> **SUPPLIED DATA**:
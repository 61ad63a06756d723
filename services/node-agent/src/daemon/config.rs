//! Daemon configuration files.

use std::fmt::Write;
use std::net::Ipv6Addr;
use std::path::{Path, PathBuf};

use pv6_models::AccessMode;

/// Who may connect to newly started daemons.
#[derive(Debug, Clone, Default, PartialEq, Eq)]
pub struct AccessControl {
    pub mode: AccessMode,
    /// Extra source addresses allowed in restricted mode.
    pub allowed_ips: Vec<String>,
}

impl AccessControl {
    pub fn new(mode: AccessMode, allowed_ips: Vec<String>) -> Self {
        Self { mode, allowed_ips }
    }
}

/// Paths of the files belonging to one daemon.
#[derive(Debug, Clone, PartialEq, Eq)]
pub struct DaemonFiles {
    pub config: PathBuf,
    pub log: PathBuf,
    pub pid: PathBuf,
}

impl DaemonFiles {
    /// File paths for an instance, keyed by its id so daemons never share one.
    pub fn for_instance(dir: &Path, instance_id: &str) -> Self {
        Self {
            config: dir.join(format!("tinyproxy-{instance_id}.conf")),
            log: dir.join(format!("tinyproxy-{instance_id}.log")),
            pid: dir.join(format!("tinyproxy-{instance_id}.pid")),
        }
    }
}

const CONNECT_PORTS: [u16; 7] = [443, 563, 993, 995, 80, 8080, 8443];

/// Render the daemon configuration for one instance.
pub fn render_config(
    bind_ip: &Ipv6Addr,
    port: u16,
    acl: &AccessControl,
    files: &DaemonFiles,
) -> String {
    let listen = bind_ip.to_canonical();

    let mut allow = String::new();
    // Loopback and the bind address itself so local probes get through.
    allow.push_str("Allow 127.0.0.1\n");
    allow.push_str("Allow ::1\n");
    let _ = writeln!(allow, "Allow {listen}");
    match acl.mode {
        AccessMode::Restricted => {
            for ip in &acl.allowed_ips {
                let _ = writeln!(allow, "Allow {ip}");
            }
        }
        AccessMode::Open => {
            allow.push_str("Allow 0.0.0.0/0\n");
            allow.push_str("Allow ::/0\n");
        }
    }

    let mut connect = String::new();
    for p in CONNECT_PORTS {
        let _ = writeln!(connect, "ConnectPort {p}");
    }

    format!(
        "# Basic Configuration
Port {port}
Listen {listen}

# Server Configuration
MaxClients 100
MinSpareServers 5
MaxSpareServers 20
StartServers 10
MaxRequestsPerChild 10000

# Access Control
{allow}
# Logging
LogLevel Info
LogFile \"{log}\"
PidFile \"{pid}\"

# Proxy Configuration
ViaProxyName \"proxy-v6\"
DisableViaHeader No
Timeout 600

# Allowed CONNECT targets
{connect}",
        log = files.log.display(),
        pid = files.pid.display(),
    )
}
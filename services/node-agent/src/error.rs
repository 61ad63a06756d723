//! Instance manager errors.

use std::path::PathBuf;

use pv6_models::ProxyInstance;
use thiserror::Error;

use crate::daemon::DaemonError;

/// Failures returned by [`crate::ProxyManager`] operations.
#[derive(Debug, Error)]
pub enum ManagerError {
    /// Every port in the configured range is held by an instance.
    #[error("no free port in range {low}-{high}")]
    PortExhausted { low: u16, high: u16 },

    /// The daemon configuration file could not be written.
    #[error("failed to write daemon config {}: {source}", path.display())]
    ConfigWriteFailed {
        path: PathBuf,
        #[source]
        source: std::io::Error,
    },

    /// The daemon process could not be started.
    #[error("failed to spawn proxy daemon: {0}")]
    ProcessSpawnFailed(#[source] DaemonError),

    /// The daemon started but never became reachable. The instance is left in
    /// `Error` status and returned for inspection.
    #[error("proxy {} failed startup verification: {reason}", instance.id)]
    StartupVerificationFailed {
        instance: Box<ProxyInstance>,
        reason: String,
    },

    /// No instance with this id exists.
    #[error("unknown proxy instance: {0}")]
    UnknownInstance(String),
}

impl ManagerError {
    /// Stable machine-readable code for the error.
    pub fn code(&self) -> &'static str {
        match self {
            ManagerError::PortExhausted { .. } => "port_exhausted",
            ManagerError::ConfigWriteFailed { .. } => "config_write_failed",
            ManagerError::ProcessSpawnFailed(_) => "process_spawn_failed",
            ManagerError::StartupVerificationFailed { .. } => "startup_verification_failed",
            ManagerError::UnknownInstance(_) => "unknown_instance",
        }
    }

    /// The Error-status instance left behind by a failed start, if any.
    pub fn instance(&self) -> Option<&ProxyInstance> {
        match self {
            ManagerError::StartupVerificationFailed { instance, .. } => Some(instance.as_ref()),
            _ => None,
        }
    }
}
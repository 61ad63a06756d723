//! Plain HTTP forwarding through an upstream proxy.

use std::io;
use std::net::SocketAddr;
use std::time::Duration;

use bytes::Bytes;
use http_body_util::combinators::UnsyncBoxBody;
use http_body_util::{BodyExt, Full};
use hyper::body::Incoming;
use hyper::client::conn::http1;
use hyper::header::HOST;
use hyper::{Request, Response, Uri};
use hyper_util::rt::TokioIo;
use tokio::net::TcpStream;
use tokio::time::timeout;
use tracing::debug;

use crate::error::IngressError;

/// Response body handed back to the client.
pub type ProxyBody = UnsyncBoxBody<Bytes, io::Error>;

/// Wrap a fixed payload as a [`ProxyBody`].
pub fn full_body(data: impl Into<Bytes>) -> ProxyBody {
    Full::new(data.into())
        .map_err(|never| match never {})
        .boxed_unsync()
}

/// Empty [`ProxyBody`].
pub fn empty_body() -> ProxyBody {
    full_body(Bytes::new())
}

/// Resolve the URL a proxied request asks for.
///
/// Absolute-form targets are used as-is; origin-form targets are rebuilt
/// from the `Host` header.
pub fn target_url<B>(req: &Request<B>) -> Result<String, IngressError> {
    let uri = req.uri();
    if uri.scheme().is_some() && uri.authority().is_some() {
        return Ok(uri.to_string());
    }

    let host = req
        .headers()
        .get(HOST)
        .and_then(|h| h.to_str().ok())
        .filter(|h| !h.is_empty())
        .ok_or_else(|| IngressError::BadRequest("request has no host".to_string()))?;
    let path = uri.path_and_query().map(|p| p.as_str()).unwrap_or("/");

    Ok(format!("http://{host}{path}"))
}

/// Rewrite `req` into the absolute form an upstream proxy expects.
///
/// Method, headers and body are left exactly as the client sent them.
pub fn proxy_request<B>(req: Request<B>) -> Result<Request<B>, IngressError> {
    let url = target_url(&req)?;
    let uri: Uri = url
        .parse()
        .map_err(|e| IngressError::BadRequest(format!("invalid target {url}: {e}")))?;
    let (mut parts, body) = req.into_parts();
    parts.uri = uri;
    Ok(Request::from_parts(parts, body))
}

/// Sends requests through the selected upstream proxy.
///
/// Each request gets its own upstream connection, so nothing is kept per
/// endpoint between requests. The request body is streamed to the
/// upstream as it arrives from the client.
pub struct Forwarder {
    connect_timeout: Duration,
    timeout: Duration,
}

impl Forwarder {
    /// `timeout` bounds the wait for the upstream's response header.
    pub fn new(connect_timeout: Duration, timeout: Duration) -> Self {
        Self {
            connect_timeout,
            timeout,
        }
    }

    async fn connect(
        &self,
        upstream: SocketAddr,
    ) -> Result<http1::SendRequest<Incoming>, IngressError> {
        let stream = match timeout(self.connect_timeout, TcpStream::connect(upstream)).await {
            Ok(Ok(stream)) => stream,
            Ok(Err(e)) => return Err(IngressError::UpstreamTransport(e.to_string())),
            Err(_) => {
                return Err(IngressError::UpstreamTransport(format!(
                    "connect to {upstream} timed out"
                )))
            }
        };

        let (sender, conn) = http1::handshake(TokioIo::new(stream))
            .await
            .map_err(|e| IngressError::UpstreamTransport(e.to_string()))?;
        tokio::spawn(async move {
            if let Err(e) = conn.await {
                debug!(upstream = %upstream, error = %e, "Upstream connection ended with error");
            }
        });
        Ok(sender)
    }

    /// Forward `req` via `upstream` and return the upstream's response
    /// unchanged, whatever its status.
    pub async fn forward(
        &self,
        req: Request<Incoming>,
        upstream: SocketAddr,
    ) -> Result<Response<ProxyBody>, IngressError> {
        let req = proxy_request(req)?;
        debug!(method = %req.method(), url = %req.uri(), upstream = %upstream, "Forwarding request");

        let mut sender = self.connect(upstream).await?;
        let response = match timeout(self.timeout, sender.send_request(req)).await {
            Ok(Ok(response)) => response,
            Ok(Err(e)) => return Err(IngressError::UpstreamTransport(e.to_string())),
            Err(_) => {
                return Err(IngressError::UpstreamTransport(format!(
                    "{upstream} did not respond in time"
                )))
            }
        };

        Ok(response.map(|body| body.map_err(io::Error::other).boxed_unsync()))
    }
}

> **TASK ITEM**:
Print, from the entries above, the line with "parts.uri = uri;", the line with "pub struct Forwarder" and all lines between them, exactly and with nothing else.

> **SOLUTION FOR THIS PROBLEM**:
    parts.uri = uri;
    Ok(Request::from_parts(parts, body))
}

/// Sends requests through the selected upstream proxy.
///
/// Each request gets its own upstream connection, so nothing is kept per
/// endpoint between requests. The request body is streamed to the
/// upstream as it arrives from the client.
pub struct Forwarder {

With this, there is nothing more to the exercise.